─── Supplied entries ───

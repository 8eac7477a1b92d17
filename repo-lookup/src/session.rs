//! Interactive session
//!
//! Every input line is one form submission. Submissions run as separate
//! tasks, so the next line can be entered while earlier lookups are still in
//! flight. A line that is not valid UTF-8 is decoded lossily and submitted
//! like any other; only end of input, `quit`/`exit` or a failing reader end
//! the session.

use std::sync::Arc;
use tokio::io::{AsyncBufRead, AsyncBufReadExt};
use tokio::task::JoinSet;
use tracing::{debug, error, warn};

use crate::pipeline::{LookupPipeline, SubmissionOutcome};

/// Read one line, without its line ending; `None` at end of input
pub async fn read_line<R>(reader: &mut R) -> std::io::Result<Option<String>>
where
    R: AsyncBufRead + Unpin,
{
    let mut buf = Vec::new();
    if reader.read_until(b'\n', &mut buf).await? == 0 {
        return Ok(None);
    }

    if buf.ends_with(b"\n") {
        buf.pop();
        if buf.ends_with(b"\r") {
            buf.pop();
        }
    }

    Ok(Some(String::from_utf8_lossy(&buf).into_owned()))
}

/// Submit each line of `reader` until it ends, then wait for every lookup
///
/// Returns the outcomes in completion order.
pub async fn run_session<R>(pipeline: Arc<LookupPipeline>, mut reader: R) -> Vec<SubmissionOutcome>
where
    R: AsyncBufRead + Unpin,
{
    debug!(policy = ?pipeline.policy(), "interactive session started");

    let mut inflight = JoinSet::new();
    let mut outcomes = Vec::new();

    loop {
        let line = match read_line(&mut reader).await {
            Ok(Some(line)) => line,
            Ok(None) => break,
            Err(e) => {
                warn!(error = %e, "stopped reading input");
                break;
            }
        };

        if matches!(line.trim(), "quit" | "exit") {
            break;
        }

        let pipeline = pipeline.clone();
        let mut field = line;
        inflight.spawn(async move { pipeline.submit(&mut field).await });

        while let Some(done) = inflight.try_join_next() {
            collect(done, &mut outcomes);
        }
    }

    while let Some(done) = inflight.join_next().await {
        collect(done, &mut outcomes);
    }

    outcomes
}

fn collect(
    done: Result<SubmissionOutcome, tokio::task::JoinError>,
    outcomes: &mut Vec<SubmissionOutcome>,
) {
    match done {
        Ok(outcome) => {
            debug!(?outcome, "submission finished");
            outcomes.push(outcome);
        }
        Err(e) => error!(error = %e, "submission task failed"),
    }
}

───

§ What you are asked to do
Print exactly the lines above, between the one holding "Ok(Some(String::from_utf8_lossy(&buf).into_owned()))" and the one holding "let pipeline = pipeline.clone();", inclusive, and nothing besides.

§ Response below
    Ok(Some(String::from_utf8_lossy(&buf).into_owned()))
}

/// Submit each line of `reader` until it ends, then wait for every lookup
///
/// Returns the outcomes in completion order.
pub async fn run_session<R>(pipeline: Arc<LookupPipeline>, mut reader: R) -> Vec<SubmissionOutcome>
where
    R: AsyncBufRead + Unpin,
{
    debug!(policy = ?pipeline.policy(), "interactive session started");

    let mut inflight = JoinSet::new();
    let mut outcomes = Vec::new();

    loop {
        let line = match read_line(&mut reader).await {
            Ok(Some(line)) => line,
            Ok(None) => break,
            Err(e) => {
                warn!(error = %e, "stopped reading input");
                break;
            }
        };

        if matches!(line.trim(), "quit" | "exit") {
            break;
        }

        let pipeline = pipeline.clone();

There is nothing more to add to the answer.